In Diaz-Hernandez, the Insured filed a lawsuit against State Farm, seeking to recover UM benefits for injuries sustained in an automobile collision with an uninsured motorist. The complaint did not name the uninsured motorist as the second defendant. State Farm attempted to “get out” of the law suit by arguing that the lawsuit should be dismissed because Diaz failed to name both State Farm and the uninsured motorist as joint defendants. The trial court granted State Farm’s motion to dismiss with prejudice and Diaz-Hernandez appealed, arguing that the provision in the UM policy, which required him to join the uninsured motorist in his claim against State Farm, is against the public policy of Florida’s Uninsured Motorists (UM) statute.

The Diaz-Hernandez Appellate Court noted that State Farm’s policy added “an additional burden upon the Insured by requiring the Insured to join the uninsured motorist in the Insured’s contractual action against State Farm for UM coverage.” In reaching its decision, the Diaz-Hernandez Court relied on the Florida Supreme Court’s holding in Mullis v. State Farm Mutual Automobile Insurance Co., 252 So. 2d 229, 233-34, 238 (Fla. 1971) which stated in part:

The public policy of the uninsured motorist statute . . . is to provide uniform and specific insurance benefits to members of the public to cover damages for bodily injury caused by the negligence of insolvent or uninsured motorists and such statutorily fixed and prescribed protection is not reducible by insurers’ policy exclusions and exceptions. . . .
. . . .

[The uninsured motorist statute] was enacted to provide relief to innocent persons who are injured through the negligence of an uninsured motorist; it is not to be “whittled away” by exclusions and exceptions.

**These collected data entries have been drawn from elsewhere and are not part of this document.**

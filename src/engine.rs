//! Aggregate query engine.
//!
//! Every method is a pure function of the record store contents and its parameters; nothing is cached here. Values
//! keep full precision, rounding is left to the presentation layer.
use std::collections::BTreeMap;
use std::sync::Arc;

use chrono::DateTime;
use chrono::DurationRound;
use chrono::TimeDelta;
use chrono::Utc;

use crate::traits::RecordStore;
use crate::types::ratio;
use crate::types::AverageDuration;
use crate::types::BucketInterval;
use crate::types::Error;
use crate::types::PerkPickRates;
use crate::types::PerkUsagePoint;
use crate::types::Result;
use crate::types::WinRate;
use crate::types::WinRatePoint;

/// Start of the bucket `ts` falls into. Buckets are aligned to the Unix epoch, i.e. to UTC hours and midnights.
pub fn bucket_start(ts: DateTime<Utc>, interval: BucketInterval) -> Result<DateTime<Utc>> {
    Ok(ts.duration_trunc(interval.width())?)
}

/// Inclusive lower bound of a `days`-long window ending at `now`.
pub fn window_start(now: DateTime<Utc>, days: u32) -> Result<DateTime<Utc>> {
    TimeDelta::try_days(days as i64)
        .and_then(|span| now.checked_sub_signed(span))
        .ok_or_else(|| Error::invalid("days", format!("a {days}-day window is out of the timestamp range")))
}

#[derive(Debug, Default)]
struct BucketTally {
    matches:     u64,
    killer_wins: u64,
}

#[derive(Debug)]
pub struct QueryEngine<S>
where
    S: RecordStore,
{
    store: Arc<S>,
}

impl<S> QueryEngine<S>
where
    S: RecordStore,
{
    pub fn new(store: Arc<S>) -> Self {
        Self { store }
    }

    pub async fn killer_win_rate(&self) -> Result<WinRate> {
        Ok(WinRate::from_tally(self.store.match_tally(None).await?))
    }

    pub async fn win_rate_since(&self, cutoff: DateTime<Utc>) -> Result<WinRate> {
        Ok(WinRate::from_tally(self.store.match_tally(Some(cutoff)).await?))
    }

    pub async fn recent_win_rate(&self, days: u32) -> Result<WinRate> {
        self.recent_win_rate_at(days, Utc::now()).await
    }

    pub async fn recent_win_rate_at(&self, days: u32, now: DateTime<Utc>) -> Result<WinRate> {
        self.win_rate_since(window_start(now, days)?).await
    }

    pub async fn average_duration(&self) -> Result<AverageDuration> {
        let tally = self.store.duration_tally().await?;
        Ok(AverageDuration {
            matches:         tally.matches,
            average_seconds: if tally.matches == 0 {
                0.0
            }
            else {
                tally.total_seconds as f64 / tally.matches as f64
            },
        })
    }

    pub async fn perk_pick_rates(&self) -> Result<PerkPickRates> {
        Ok(PerkPickRates {
            perks: self.store.perk_counts().await?,
        })
    }

    pub async fn win_rate_timeseries(&self, interval: BucketInterval, days: u32) -> Result<Vec<WinRatePoint>> {
        self.win_rate_timeseries_at(interval, days, Utc::now()).await
    }

    /// Sparse series: buckets without matches produce no point.
    pub async fn win_rate_timeseries_at(
        &self,
        interval: BucketInterval,
        days: u32,
        now: DateTime<Utc>,
    ) -> Result<Vec<WinRatePoint>> {
        let outcomes = self.store.outcomes_since(window_start(now, days)?).await?;

        let mut buckets: BTreeMap<DateTime<Utc>, BucketTally> = BTreeMap::new();
        for outcome in outcomes {
            let tally = buckets.entry(bucket_start(outcome.created_at, interval)?).or_default();
            tally.matches += 1;
            if outcome.killer_win {
                tally.killer_wins += 1;
            }
        }

        Ok(buckets
            .into_iter()
            .map(|(bucket, tally)| WinRatePoint {
                bucket,
                matches: tally.matches,
                killer_win_rate: ratio(tally.killer_wins, tally.matches),
            })
            .collect())
    }

    pub async fn perk_usage_timeseries(&self, interval: BucketInterval, days: u32) -> Result<Vec<PerkUsagePoint>> {
        self.perk_usage_timeseries_at(interval, days, Utc::now()).await
    }

    pub async fn perk_usage_timeseries_at(
        &self,
        interval: BucketInterval,
        days: u32,
        now: DateTime<Utc>,
    ) -> Result<Vec<PerkUsagePoint>> {
        let uses = self.store.perk_uses_since(window_start(now, days)?).await?;

        let mut buckets: BTreeMap<DateTime<Utc>, BTreeMap<String, u64>> = BTreeMap::new();
        for perk_use in uses {
            *buckets
                .entry(bucket_start(perk_use.created_at, interval)?)
                .or_default()
                .entry(perk_use.perk)
                .or_default() += 1;
        }

        Ok(buckets
            .into_iter()
            .map(|(bucket, perks)| PerkUsagePoint { bucket, perks })
            .collect())
    }
}

#[cfg(test)]
mod tests {
    use chrono::TimeZone;

    use super::*;
    use crate::test::match_with_perks;
    use crate::test::sample_match;
    use crate::test::FakeStore;

    fn at(day: u32, hour: u32, minute: u32) -> DateTime<Utc> {
        Utc.with_ymd_and_hms(2026, 3, day, hour, minute, 0).unwrap()
    }

    #[tokio::test]
    async fn single_match_scenario() {
        let store = Arc::new(FakeStore::default());
        store
            .insert_match(
                &match_with_perks("A", true, 600, &["X", "Y"], &[&["Y", "Z"], &["X"], &[], &[]]),
                Utc::now(),
            )
            .await
            .unwrap();
        let engine = QueryEngine::new(store);

        let rate = engine.killer_win_rate().await.unwrap();
        assert_eq!(rate.killer_win_rate, 1.0);
        assert_eq!(rate.total_matches, 1);

        assert_eq!(engine.average_duration().await.unwrap().average_seconds, 600.0);

        let perks = engine.perk_pick_rates().await.unwrap();
        assert_eq!(perks.count_of("X"), 2);
        assert_eq!(perks.count_of("Y"), 2);
        assert_eq!(perks.count_of("Z"), 1);
    }

    #[tokio::test]
    async fn duplicated_perks_are_not_deduplicated() {
        let store = Arc::new(FakeStore::default());
        store
            .insert_match(
                &match_with_perks("A", false, 300, &["X", "X"], &[&["X"], &[], &[], &[]]),
                Utc::now(),
            )
            .await
            .unwrap();

        let perks = QueryEngine::new(store).perk_pick_rates().await.unwrap();
        assert_eq!(perks.count_of("X"), 3);
    }

    #[tokio::test]
    async fn empty_store_yields_zeroes() {
        let engine = QueryEngine::new(Arc::new(FakeStore::default()));
        let rate = engine.killer_win_rate().await.unwrap();
        assert_eq!((rate.total_matches, rate.killer_win_rate), (0, 0.0));
        assert_eq!(engine.average_duration().await.unwrap().average_seconds, 0.0);
        assert!(engine.perk_pick_rates().await.unwrap().perks.is_empty());
        assert!(engine
            .win_rate_timeseries(BucketInterval::Day, 7)
            .await
            .unwrap()
            .is_empty());
    }

    #[tokio::test]
    async fn two_of_three_rounds_to_two_thirds() {
        let store = Arc::new(FakeStore::default());
        for (id, won) in [("a", true), ("b", true), ("c", false)] {
            store.insert_match(&sample_match(id, won, 500), Utc::now()).await.unwrap();
        }
        let rate = QueryEngine::new(store).killer_win_rate().await.unwrap();
        assert_eq!(rate.rounded().killer_win_rate, 0.67);
    }

    #[tokio::test]
    async fn recency_window_excludes_old_matches() {
        let now = at(20, 12, 0);
        let store = Arc::new(FakeStore::default());
        for id in ["a", "b", "c"] {
            store
                .insert_match(&sample_match(id, true, 500), now - TimeDelta::days(10))
                .await
                .unwrap();
        }
        let engine = QueryEngine::new(store);

        let window = engine.recent_win_rate_at(7, now).await.unwrap();
        assert_eq!(window.total_matches, 0);
        assert_eq!(window.killer_win_rate, 0.0);

        assert_eq!(engine.killer_win_rate().await.unwrap().total_matches, 3);
    }

    #[tokio::test]
    async fn daily_buckets_count_exactly_and_ascend() {
        let now = at(20, 12, 0);
        let store = Arc::new(FakeStore::default());
        let stamps = [
            ("a", at(17, 0, 0), true),
            ("b", at(17, 23, 59), false),
            ("c", at(19, 8, 30), true),
            ("d", at(18, 1, 0), true),
            ("e", at(19, 23, 0), false),
            ("f", at(19, 0, 1), false),
            // Outside of the 7-day window.
            ("g", at(12, 0, 0), true),
        ];
        for (id, ts, won) in stamps {
            store.insert_match(&sample_match(id, won, 500), ts).await.unwrap();
        }

        let series = QueryEngine::new(store)
            .win_rate_timeseries_at(BucketInterval::Day, 7, now)
            .await
            .unwrap();

        let buckets = series.iter().map(|p| (p.bucket, p.matches)).collect::<Vec<_>>();
        assert_eq!(buckets, vec![(at(17, 0, 0), 2), (at(18, 0, 0), 1), (at(19, 0, 0), 3)]);
        assert!(series.windows(2).all(|w| w[0].bucket < w[1].bucket));
        assert_eq!(series[0].killer_win_rate, 0.5);
        assert_eq!(series[2].rounded().killer_win_rate, 0.333);
    }

    #[tokio::test]
    async fn hourly_perk_usage_is_grouped_per_bucket() {
        let now = at(20, 12, 0);
        let store = Arc::new(FakeStore::default());
        store
            .insert_match(&match_with_perks("a", true, 500, &["X"], &[&["Y"], &[], &[], &[]]), at(20, 9, 5))
            .await
            .unwrap();
        store
            .insert_match(&match_with_perks("b", true, 500, &["X"], &[&["X"], &[], &[], &[]]), at(20, 9, 55))
            .await
            .unwrap();
        store
            .insert_match(&match_with_perks("c", true, 500, &["Z"], &[&[], &[], &[], &[]]), at(20, 11, 0))
            .await
            .unwrap();

        let series = QueryEngine::new(store)
            .perk_usage_timeseries_at(BucketInterval::Hour, 1, now)
            .await
            .unwrap();

        assert_eq!(series.len(), 2);
        assert_eq!(series[0].bucket, at(20, 9, 0));
        assert_eq!(series[0].perks.get("X"), Some(&3));
        assert_eq!(series[0].perks.get("Y"), Some(&1));
        assert_eq!(series[1].bucket, at(20, 11, 0));
        assert_eq!(series[1].perks.get("Z"), Some(&1));
    }

    #[tokio::test]
    async fn out_of_range_window_is_rejected() {
        let engine = QueryEngine::new(Arc::new(FakeStore::default()));

        assert!(matches!(
            engine.recent_win_rate(u32::MAX).await,
            Err(Error::InvalidParameter { name: "days", .. })
        ));
        assert!(engine.win_rate_timeseries(BucketInterval::Day, u32::MAX).await.is_err());
        assert!(engine.perk_usage_timeseries(BucketInterval::Hour, u32::MAX).await.is_err());
    }

    #[tokio::test]
    async fn recomputation_is_idempotent() {
        let store = Arc::new(FakeStore::default());
        for (id, won) in [("a", true), ("b", false), ("c", true)] {
            store.insert_match(&sample_match(id, won, 431), Utc::now()).await.unwrap();
        }
        let engine = QueryEngine::new(store);

        let first = serde_json::to_string(&engine.killer_win_rate().await.unwrap()).unwrap();
        let second = serde_json::to_string(&engine.killer_win_rate().await.unwrap()).unwrap();
        assert_eq!(first, second);

        let first = engine.win_rate_timeseries(BucketInterval::Hour, 1).await.unwrap();
        let second = engine.win_rate_timeseries(BucketInterval::Hour, 1).await.unwrap();
        assert_eq!(first, second);
    }
}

The Diaz-Hernandez Court agreed with the Insured and stated that the “additional burden [Statefarm’s policy provision] places upon the Insured violates the clear policy articulated in Armstrong v. Allstate Ins. Co., 712 So. 2d 788 (Fla. 2d DCA 1998), that the purpose of the UM coverage is to protect the injured motorist, not to benefit the UM carrier or the uninsured motorist.” The policy provision at issue was found to be void because it violated public policy.